The requirement of the charities commission that annual reports now include a section on "public benefit",i.e. where your charitable aims have to be set out and then "proof" of how they are achieved given, means that where "Education" is a charitable aim we should see increased activity.
At the Annual Conference, John Salisbury gave an example of what can be done and explined how it can be done, but are there other ways of meeting the "education" aim?
Jan 24th 2010
See my comments in 'Attracting your audience'. I think providing film notes is the most concrete way of doing and demonstrating an educational agenda.
Feb 6th 2010
Hi Jim & Adrian
Maybe the first question to tackle is why film societies should get involved in educational activities in the first place. Programme notes aren't the issue, in my view, because although they are educational, they are pretty much a default option, something we should all be doing anyway. What Jim says is true - educational activities are a good way of demonstrating public value - but it's not a compelling reason, and there are much better rationales around.
Firstly, film societies should get involved in education because there is no-one else out there doing it: with the exception of the WEA, all adult informal education in film has disappeared. People who want to know more about how this happened can read a fuller explanation on www.ventnorfilmsoc.org.uk/adult_informal_film_edn.pdf. So there is a hunger out there for film education, resulting in a Field of Dreams situation: if you put it on, they will come.
Second, putting educational sessions in your programme adds variety. I know that people go to see films, and films are what they want to see, so I don't suppose a society would want to disrupt its main fortnightly (or so) programme much, but we have put on educational sessions in other slots with success.

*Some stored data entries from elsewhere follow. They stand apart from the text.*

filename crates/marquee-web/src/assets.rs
//! Static front-end assets

use axum::Router;
use std::path::Path;
use tower_http::services::ServeDir;

/// Serve `dir` for every path no API route claims.
///
/// A missing directory disables static serving rather than failing startup.
pub fn static_routes(dir: Option<&Path>) -> Router {
    match dir {
        Some(dir) if dir.is_dir() => {
            tracing::info!("Serving static assets from: {}", dir.display());
            Router::new().fallback_service(ServeDir::new(dir).append_index_html_on_directories(true))
        }
        Some(dir) => {
            tracing::warn!(
                "Static asset directory {} not found, serving API only",
                dir.display()
            );
            Router::new()
        }
        None => Router::new(),
    }
}
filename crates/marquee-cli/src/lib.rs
pub mod cli;
pub mod commands;
pub mod logging;
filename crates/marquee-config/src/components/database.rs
//! Database configuration

use serde::{Deserialize, Serialize};
use std::path::PathBuf;

/// SQLite database settings
#[derive(Debug, Clone, PartialEq, Serialize, Deserialize)]
#[serde(default)]
pub struct DatabaseConfig {
    pub path: PathBuf,
    pub wal_mode: bool,
    pub busy_timeout_ms: u32,
}

impl Default for DatabaseConfig {
    fn default() -> Self {
        Self {
            path: PathBuf::from("./data/marquee.db"),
            wal_mode: true,
            busy_timeout_ms: 5000,
        }
    }
}
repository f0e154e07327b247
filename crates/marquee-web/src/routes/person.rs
use crate::extract::{ApiJson, ApiPath};
use crate::routes::forms::{lenient_i64, PersonForm};
use crate::{AppState, WebError};
use axum::{
    extract::State,
    routing::{get, post},
    Json, Router,
};
use marquee_core::{Movie, Person};
use serde::Deserialize;
use serde_json::{json, Value};

pub fn person_routes() -> Router<AppState> {
    Router::new()
        .route("/api/person", post(create_person))
        .route("/api/persons", get(list_persons))
        .route(
            "/api/person/{id}",
            get(get_person).put(update_person).delete(delete_person),
        )
        .route("/api/person/{id}/movies", get(person_movies))
}

#[derive(Debug, Deserialize)]
struct CreatePersonRequest {
    #[serde(default)]
    person: PersonForm,
    #[serde(default, deserialize_with = "lenient_i64")]
    movie_id: Option<i64>,
}

async fn create_person(
    State(state): State<AppState>,
    ApiJson(req): ApiJson<CreatePersonRequest>,
) -> Result<Json<Value>, WebError> {
    let (person, role) = req.person.for_creation()?;
    let person_id = state
        .catalog
        .create_person(person, role, req.movie_id)
        .await?;

    tracing::info!(person_id, movie_id = ?req.movie_id, "Person created");
    let message = if req.movie_id.is_some() {
        "Person added and linked to movie."
    } else {
        "Person added."
    };
    Ok(Json(json!({
        "success": true,
        "message": message,
        "person_id": person_id,
    })))
}

async fn list_persons(State(state): State<AppState>) -> Result<Json<Vec<Person>>, WebError> {
    Ok(Json(state.catalog.list_persons().await?))
}

async fn get_person(
    State(state): State<AppState>,
    ApiPath(person_id): ApiPath<i64>,
) -> Result<Json<Person>, WebError> {
    state
        .catalog
        .get_person(person_id)
        .await?
        .map(Json)
        .ok_or_else(|| WebError::NotFound(format!("Person {person_id} not found.")))
}

async fn update_person(
    State(state): State<AppState>,
    ApiPath(person_id): ApiPath<i64>,
    ApiJson(form): ApiJson<PersonForm>,
) -> Result<Json<Value>, WebError> {
    let (person, role) = form.for_update()?;
    let role_rewritten = state
        .catalog
        .update_person(person_id, person, role)
        .await?;

    tracing::debug!(person_id, role_rewritten, "Person updated");
    Ok(Json(json!({ "success": true, "message": "Person updated." })))
}

async fn delete_person(
    State(state): State<AppState>,
    ApiPath(person_id): ApiPath<i64>,
) -> Result<Json<Value>, WebError> {
    state.catalog.delete_person(person_id).await?;

    tracing::info!(person_id, "Person deleted");
    Ok(Json(json!({ "success": true, "message": "Person deleted." })))
}

async fn person_movies(
    State(state): State<AppState>,
    ApiPath(person_id): ApiPath<i64>,
) -> Result<Json<Vec<Movie>>, WebError> {
    Ok(Json(state.catalog.person_movies(person_id).await?))
}
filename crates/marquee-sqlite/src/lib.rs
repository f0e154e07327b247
//! SQLite storage backend for Marquee
//!
//! This crate owns the relational schema and every SQL statement the catalog
//! runs. [`SqliteCatalog`] implements [`marquee_core::CatalogStore`] on top of
//! the synchronous data-access functions in [`catalog`].
//!
//! ## Features
//!
//! - **Create-if-absent schema**: tables and indexes are declared idempotently
//! - **Classified errors**: unique and foreign-key failures become typed errors
//! - **Atomic composites**: multi-statement writes run in one transaction
//! - **Thread Safety**: Arc<Mutex<Connection>> driven from `spawn_blocking`
//!
//! ## Usage
//!
//! ```rust,ignore
//! use marquee_sqlite::{SqliteCatalog, SqliteConfig, SqlitePool};
//! use marquee_core::{CatalogStore, NewMovie};
//!
//! let pool = SqlitePool::new(SqliteConfig::new("./data/marquee.db"))?;
//! let catalog = SqliteCatalog::new(pool);
//!
//! let movie_id = catalog.create_movie(NewMovie::titled("Heat")).await?;
//! ```

pub mod catalog;
pub mod config;
pub mod connection;
pub mod error;
pub mod schema;

// Re-exports
pub use catalog::SqliteCatalog;
pub use config::SqliteConfig;
pub use connection::SqlitePool;
pub use error::{SqliteError, SqliteResult};
//! Loading configuration from TOML files and the environment

use std::path::{Path, PathBuf};
use thiserror::Error;
use tracing::{debug, info};

use crate::MarqueeConfig;

/// Errors raised while loading configuration
#[derive(Error, Debug)]
pub enum ConfigError {
    #[error("Failed to read config file {path}: {source}")]
    Io {
        path: PathBuf,
        #[source]
        source: std::io::Error,
    },

    #[error("Failed to parse config file {path}: {source}")]
    Parse {
        path: PathBuf,
        #[source]
        source: toml::de::Error,
    },

    #[error("Invalid value for {var}: {value:?}")]
    InvalidEnv { var: &'static str, value: String },
}

/// `~/.config/marquee/config.toml` on Linux, the platform equivalent elsewhere
pub fn default_config_path() -> Option<PathBuf> {
    dirs::config_dir().map(|dir| dir.join("marquee").join("config.toml"))
}

impl MarqueeConfig {
    /// Load from `path`, or from the default location when it exists, then
    /// apply `MARQUEE_*` environment overrides.
    ///
    /// An explicit path must exist; a missing default file just means
    /// defaults.
    pub fn load(path: Option<&Path>) -> Result<Self, ConfigError> {
        let mut config = match path {
            Some(path) => Self::from_file(path)?,
            None => match default_config_path() {
                Some(path) if path.exists() => Self::from_file(&path)?,
                _ => {
                    debug!("No config file found, using defaults");
                    Self::default()
                }
            },
        };

        config.apply_env_from(|key| std::env::var(key).ok())?;
        Ok(config)
    }

    pub fn from_file(path: &Path) -> Result<Self, ConfigError> {
        let content = std::fs::read_to_string(path).map_err(|source| ConfigError::Io {
            path: path.to_path_buf(),
            source,
        })?;
        let config = toml::from_str(&content).map_err(|source| ConfigError::Parse {
            path: path.to_path_buf(),
            source,
        })?;

        info!(path = %path.display(), "Loaded configuration");
        Ok(config)
    }

    /// Apply overrides read through `lookup`
    pub fn apply_env_from<F>(&mut self, lookup: F) -> Result<(), ConfigError>
    where
        F: Fn(&str) -> Option<String>,
    {
        if let Some(host) = lookup("MARQUEE_HOST") {
            self.server.host = host;
        }
        if let Some(port) = lookup("MARQUEE_PORT") {
            self.server.port = port.parse().map_err(|_| ConfigError::InvalidEnv {
                var: "MARQUEE_PORT",
                value: port,
            })?;
        }
        if let Some(path) = lookup("MARQUEE_DB_PATH") {
            self.database.path = PathBuf::from(path);
        }
        if let Some(dir) = lookup("MARQUEE_STATIC_DIR") {
            self.server.static_dir = (!dir.is_empty()).then(|| PathBuf::from(dir));
        }
        if let Some(level) = lookup("MARQUEE_LOG") {
            self.logging.level = level;
        }
        Ok(())
    }
}
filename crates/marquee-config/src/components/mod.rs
//! Configuration sections

pub mod database;
pub mod logging;
pub mod server;

pub use database::DatabaseConfig;
pub use logging::LoggingConfig;
pub use server::ServerConfig;
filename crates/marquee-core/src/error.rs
//! Error taxonomy shared by every catalog backend

use thiserror::Error;

/// Classified failure of a catalog operation.
///
/// Backends map known constraint violations onto the dedicated variants and
/// pass everything else through as [`CatalogError::Storage`].
#[derive(Error, Debug, Clone, PartialEq, Eq)]
pub enum CatalogError {
    /// Missing or malformed input
    #[error("{0}")]
    Validation(String),

    /// `(first_name, last_name)` already taken
    #[error("Person already exists: {first_name} {last_name}")]
    DuplicatePerson {
        first_name: String,
        last_name: String,
    },

    /// The movie/person pair is already linked
    #[error("Person {person_id} already linked to movie {movie_id}")]
    DuplicateLink { movie_id: i64, person_id: i64 },

    /// A referenced movie or person does not exist
    #[error("Foreign key violation: {0}")]
    ForeignKeyViolation(String),

    /// The addressed row does not exist
    #[error("Not found: {0}")]
    NotFound(String),

    /// Opaque engine failure
    #[error("Storage error: {0}")]
    Storage(String),
}

impl CatalogError {
    pub fn validation(msg: impl Into<String>) -> Self {
        Self::Validation(msg.into())
    }

    pub fn not_found(msg: impl Into<String>) -> Self {
        Self::NotFound(msg.into())
    }
}

/// Result type for catalog operations
pub type CatalogResult<T> = Result<T, CatalogError>;
use anyhow::{Context, Result};
use marquee_config::MarqueeConfig;
use marquee_sqlite::{SqliteCatalog, SqlitePool};
use marquee_web::AppState;
use std::sync::Arc;

use super::sqlite_config;

pub async fn execute(config: MarqueeConfig) -> Result<()> {
    let pool = SqlitePool::connect(sqlite_config(&config.database)).with_context(|| {
        format!(
            "Failed to open database at {}",
            config.database.path.display()
        )
    })?;

    // Keep serving without a schema; requests touching missing tables fail
    // individually with a storage error.
    if let Err(e) = pool.apply_schema() {
        tracing::error!("Error creating tables: {}", e);
    }

    let state = AppState::new(Arc::new(SqliteCatalog::new(pool)));
    marquee_web::start_server(&config.server, state).await?;
    Ok(())
}
//! HTTP server configuration
//!
//! Bind address, CORS origins, static assets and request limits.

use serde::{Deserialize, Serialize};
use std::path::PathBuf;
use std::time::Duration;

/// HTTP server configuration
#[derive(Debug, Clone, PartialEq, Serialize, Deserialize)]
#[serde(default)]
pub struct ServerConfig {
    pub host: String,
    pub port: u16,
    /// Allowed CORS origins; empty means any origin
    pub cors_origins: Vec<String>,
    /// Directory served for paths no API route matches
    pub static_dir: Option<PathBuf>,
    /// Upper bound on a single request, storage work included
    pub request_timeout_secs: u64,
    pub max_body_bytes: usize,
}

impl ServerConfig {
    pub fn socket_addr(&self) -> String {
        format!("{}:{}", self.host, self.port)
    }

    pub fn request_timeout(&self) -> Duration {
        Duration::from_secs(self.request_timeout_secs)
    }
}

impl Default for ServerConfig {
    fn default() -> Self {
        Self {
            host: "127.0.0.1".to_string(),
            port: 3000,
            cors_origins: Vec::new(),
            static_dir: Some(PathBuf::from("public")),
            request_timeout_secs: 30,
            max_body_bytes: 1024 * 1024,
        }
    }
}

#[cfg(test)]
mod tests {
    use super::*;

    #[test]
    fn test_defaults() {
        let config = ServerConfig::default();
        assert_eq!(config.socket_addr(), "127.0.0.1:3000");
        assert!(config.cors_origins.is_empty());
        assert_eq!(config.request_timeout(), Duration::from_secs(30));
    }

    #[test]
    fn test_partial_toml_keeps_defaults() {
        let config: ServerConfig = toml::from_str("port = 8080").unwrap();
        assert_eq!(config.port, 8080);
        assert_eq!(config.host, "127.0.0.1");
        assert_eq!(config.static_dir, Some(PathBuf::from("public")));
    }
}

We also find that a very wide range of things can be done under the general heading of education, so the variety can be wider than you suppose.
Thirdly, education sessions can be a lot of fun. And they don't have to be a huge amount of work. In the past I've done whole 90-minute Powerpoint-style presentations, and they take ages to prepare, but next time, I plan to simply put a few clips on the laptop as presentation slides, and discuss them, one at a time. Just in the interests of learning to read film a little better.

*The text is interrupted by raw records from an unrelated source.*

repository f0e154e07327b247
//! # Marquee Configuration
//!
//! Typed configuration for the Marquee catalog server.
//!
//! Values are resolved in three layers, later layers winning:
//!
//! 1. Built-in defaults (`Default` impls on every section)
//! 2. A TOML file (`~/.config/marquee/config.toml` unless a path is given)
//! 3. `MARQUEE_*` environment variables
//!
//! Command-line flags are applied on top by the binary.
//!
//! ```toml
//! [server]
//! host = "0.0.0.0"
//! port = 3000
//!
//! [database]
//! path = "./data/marquee.db"
//!
//! [logging]
//! level = "debug"
//! ```

#![warn(clippy::all)]

pub mod components;
mod loader;

pub use components::{DatabaseConfig, LoggingConfig, ServerConfig};
pub use loader::{default_config_path, ConfigError};

use serde::{Deserialize, Serialize};

/// Top-level configuration
#[derive(Debug, Clone, Default, PartialEq, Serialize, Deserialize)]
#[serde(default)]
pub struct MarqueeConfig {
    pub server: ServerConfig,
    pub database: DatabaseConfig,
    pub logging: LoggingConfig,
}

There are other reasons of course. But these seem to be a good starting point.
All the best, John
Feb 8th 2010
At Southampton we have had some specific education sessions, notably having Adrian Wootton (Film London) giving some specialist talks. These have been very well done but, unfortunately, not very popular with our audience.
Education is also about thinking and talking about films with others - better still if with someone with 'expert' knowledge. My most enjoyable and thought-provoking discussions have been after seeing a film. This means ensuring that the film ends early enough to allow this and having a suitable (pub-like?) venue in which to facilitate the interchange. We do have such a venue but it is only used BEFORE the film. This isn't so effective as just after seeing a film.